Solution 2 or dual master replication would be applicable but as your links are physically separate it would be risky to have the application dynamically point to either database. You would want to pick one database and if the database failed, manually repoint the application to the new database. Automatic failover of the application introduces the risk of split brain. You could take nightly snapshots of the secondary databases for backups.
As described in solution 3, replication is often used to distribute the readonly load to different database servers. It also lets you use different engines and configurations for the read queries. For example, MyISAM can be quicker for readonly queries.
Replication is typically only subject to the physical hardware limitations be it network or system resources. Unless you are storing binary data in the database on a large scale, I would not worry about replication delays under normal load.
Being as that your main requirement is speed, I would first focus on the local system configuration and resources. Chances are substantial optimizations can be made there.
Automatic high availability solutions are typically best localized to a single physical environment and in case of extreme failure manual solutions can be applied to enable the physically separate site.
I'm generalizing based on a LAMP stack and focusing on Web applications. Different applications, protocols, and technologies change thing a bit but in regards to Web servers and databases what I describe is more generally applicable.
The traditional setup would be to separate your web/application server and your DB server. Having them on the same box is going to be pretty restrictive. If your web application consists of a mix of static and dynamic content then further separation (a separate web server, application server and content server) will improve performance.
As far as MySQL goes, you might want to try these;
- Definitely have MySQL on its own dedicated server.
- Put in as much memory as you can afford and the machine can take, MySQL loves memory.
- Put your OS, bin logs and data on three seperate physical disks.
Best Answer
As other people mentioned, what you are talking about is multi-master replication. There are several open-source tools out there like Maatkit or MMM to help w/multi-master replication but even w/these you are still asking for a world of hurt.

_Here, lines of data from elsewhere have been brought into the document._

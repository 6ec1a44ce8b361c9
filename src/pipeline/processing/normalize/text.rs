//! Product name and brand canonicalization.

use once_cell::sync::Lazy;
use regex::Regex;
use std::collections::HashSet;

use super::numbers::NUMBER_PATTERN;
use super::units::UNIT_PATTERN;

/// Retailer names and house-brand boilerplate that never distinguish products
pub const DEFAULT_STOPWORDS: &[&str] = &[
    "shoprite",
    "checkers",
    "pnp",
    "picknpay",
    "ritebrand",
    "housebrand",
    "usave",
    "sixty60",
    "promo",
    "special",
];

/// Placeholder strings scrapers write for missing values
const NULL_PLACEHOLDERS: &[&str] = &["none", "nan", "null", "n/a"];

/// Multipack and single size fragments ("6 x 100g", "500 g", "1.5kg")
static SIZE_FRAGMENT: Lazy<Regex> = Lazy::new(|| {
    Regex::new(&format!(
        r"(?i)(?:\d+\s*[x×]\s*)?{NUMBER_PATTERN}\s*(?:{UNIT_PATTERN})\b"
    ))
    .expect("size fragment pattern is valid")
});

static WHITESPACE: Lazy<Regex> = Lazy::new(|| Regex::new(r"\s+").expect("whitespace pattern is valid"));

/// Trim, collapse whitespace and map scraper placeholders to `None`.
pub fn clean_text(value: Option<&str>) -> Option<String> {
    let trimmed = value?.trim();
    if trimmed.is_empty() || NULL_PLACEHOLDERS.contains(&trimmed.to_lowercase().as_str()) {
        return None;
    }
    Some(WHITESPACE.replace_all(trimmed, " ").into_owned())
}

/// Reduces names to comparable token sequences.
///
/// Word order is preserved; only size fragments, stopwords and the record's
/// own brand are removed.
#[derive(Debug, Clone)]
pub struct TextCanonicalizer {
    stopwords: HashSet<String>,
    strip_brand: bool,
}

impl Default for TextCanonicalizer {
    fn default() -> Self {
        Self::new(true, &[])
    }
}

impl TextCanonicalizer {
    pub fn new(strip_brand: bool, extra_stopwords: &[String]) -> Self {
        let stopwords = DEFAULT_STOPWORDS
            .iter()
            .map(|s| s.to_string())
            .chain(extra_stopwords.iter().map(|s| s.trim().to_lowercase()))
            .filter(|s| !s.is_empty())
            .collect();
        Self { stopwords, strip_brand }
    }

    /// Cleaned brand, empty when unknown
    pub fn clean_brand(&self, brand: Option<&str>) -> String {
        clean_text(brand).unwrap_or_default()
    }

    /// Lowercased, punctuation-free tokens with sizes, stopwords and the
    /// brand removed. Removal is skipped when it would leave nothing.
    pub fn canonicalize(&self, name: &str, brand: &str) -> Vec<String> {
        let tokens = tokenize(&SIZE_FRAGMENT.replace_all(&name.to_lowercase(), " "));

        let without_stopwords: Vec<String> = tokens
            .iter()
            .filter(|t| !self.stopwords.contains(t.as_str()))
            .cloned()
            .collect();
        let tokens = if without_stopwords.is_empty() { tokens } else { without_stopwords };

        if !self.strip_brand || brand.is_empty() {
            return tokens;
        }
        let brand_tokens = tokenize(&brand.to_lowercase());
        match remove_sequence(&tokens, &brand_tokens) {
            Some(stripped) if !stripped.is_empty() => stripped,
            _ => tokens,
        }
    }
}

fn tokenize(text: &str) -> Vec<String> {
    let spaced: String = text
        .chars()
        .filter(|c| *c != '\'' && *c != '’')
        .map(|c| if c.is_alphanumeric() { c } else { ' ' })
        .collect();
    spaced.split_whitespace().map(str::to_string).collect()
}

/// Remove the first contiguous occurrence of `needle` from `tokens`
fn remove_sequence(tokens: &[String], needle: &[String]) -> Option<Vec<String>> {
    if needle.is_empty() || needle.len() > tokens.len() {
        return None;
    }
    let start = tokens.windows(needle.len()).position(|w| w == needle)?;
    let mut out = tokens[..start].to_vec();
    out.extend_from_slice(&tokens[start + needle.len()..]);
    Some(out)
}

#[cfg(test)]
mod tests {
    use super::*;

    fn words(tokens: &[String]) -> Vec<&str> {
        tokens.iter().map(String::as_str).collect()
    }

    #[test]
    fn test_clean_text() {
        assert_eq!(clean_text(Some("  Frozen   Peas \n")), Some("Frozen Peas".to_string()));
        assert_eq!(clean_text(Some("nan")), None);
        assert_eq!(clean_text(Some("None")), None);
        assert_eq!(clean_text(Some("")), None);
        assert_eq!(clean_text(None), None);
    }

    #[test]
    fn test_lowercases_and_strips_punctuation() {
        let canon = TextCanonicalizer::default();
        let tokens = canon.canonicalize("Crumbed Fish-Fingers, (Value Pack)!", "");
        assert_eq!(words(&tokens), ["crumbed", "fish", "fingers", "value", "pack"]);
    }

    #[test]
    fn test_apostrophes_do_not_split_words() {
        let canon = TextCanonicalizer::default();
        assert_eq!(words(&canon.canonicalize("Grandma's Pies", "")), ["grandmas", "pies"]);
    }

    #[test]
    fn test_removes_size_fragments() {
        let canon = TextCanonicalizer::default();
        assert_eq!(
            words(&canon.canonicalize("Chicken Nuggets Frozen 500 g", "")),
            ["chicken", "nuggets", "frozen"]
        );
        assert_eq!(words(&canon.canonicalize("Mixed Veg 1.5kg", "")), ["mixed", "veg"]);
        assert_eq!(words(&canon.canonicalize("Ice Lollies 6 x 100ml", "")), ["ice", "lollies"]);
    }

    #[test]
    fn test_keeps_numbers_without_units() {
        let canon = TextCanonicalizer::default();
        assert_eq!(words(&canon.canonicalize("Pizza 2 Pack", "")), ["pizza", "2", "pack"]);
    }

    #[test]
    fn test_removes_stopwords_unless_nothing_left() {
        let canon = TextCanonicalizer::default();
        assert_eq!(words(&canon.canonicalize("Ritebrand Frozen Peas", "")), ["frozen", "peas"]);
        assert_eq!(words(&canon.canonicalize("Checkers", "")), ["checkers"]);
    }

    #[test]
    fn test_strips_brand_sequence() {
        let canon = TextCanonicalizer::default();
        assert_eq!(
            words(&canon.canonicalize("McCain Oven Chips", "McCain")),
            ["oven", "chips"]
        );
        assert_eq!(
            words(&canon.canonicalize("Like Meat Like Chicken Strips", "Like Meat")),
            ["like", "chicken", "strips"]
        );
        // Brand-only names keep the brand
        assert_eq!(words(&canon.canonicalize("Sasko", "Sasko")), ["sasko"]);
    }

    #[test]
    fn test_brand_stripping_can_be_disabled() {
        let canon = TextCanonicalizer::new(false, &[]);
        assert_eq!(
            words(&canon.canonicalize("McCain Oven Chips", "McCain")),
            ["mccain", "oven", "chips"]
        );
    }

    #[test]
    fn test_extra_stopwords() {
        let canon = TextCanonicalizer::new(true, &["Value".to_string()]);
        assert_eq!(words(&canon.canonicalize("Value Fish Fingers", "")), ["fish", "fingers"]);
    }
}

I would make sure that you truly need your writes to happen synchronously (aka instantly). If you can stand to have a couple seconds to a minute of lag between when a user performs an action on the site and data is inserted or updated in the DBs, I would consider setting up some sort of offline logging process. For example, wherever you had the insert/update statement, instead put something that writes to a file - or an in memory DB if you can't take the hit of writing to disk - and have some process/daemon that sits on your web head(s), reads in the log file, and writes the appropriate data to a single master; which then replicates it to the other load balanced machine.
Take this for what it is worth though b/c I have never had to actively maintain multi-master replication.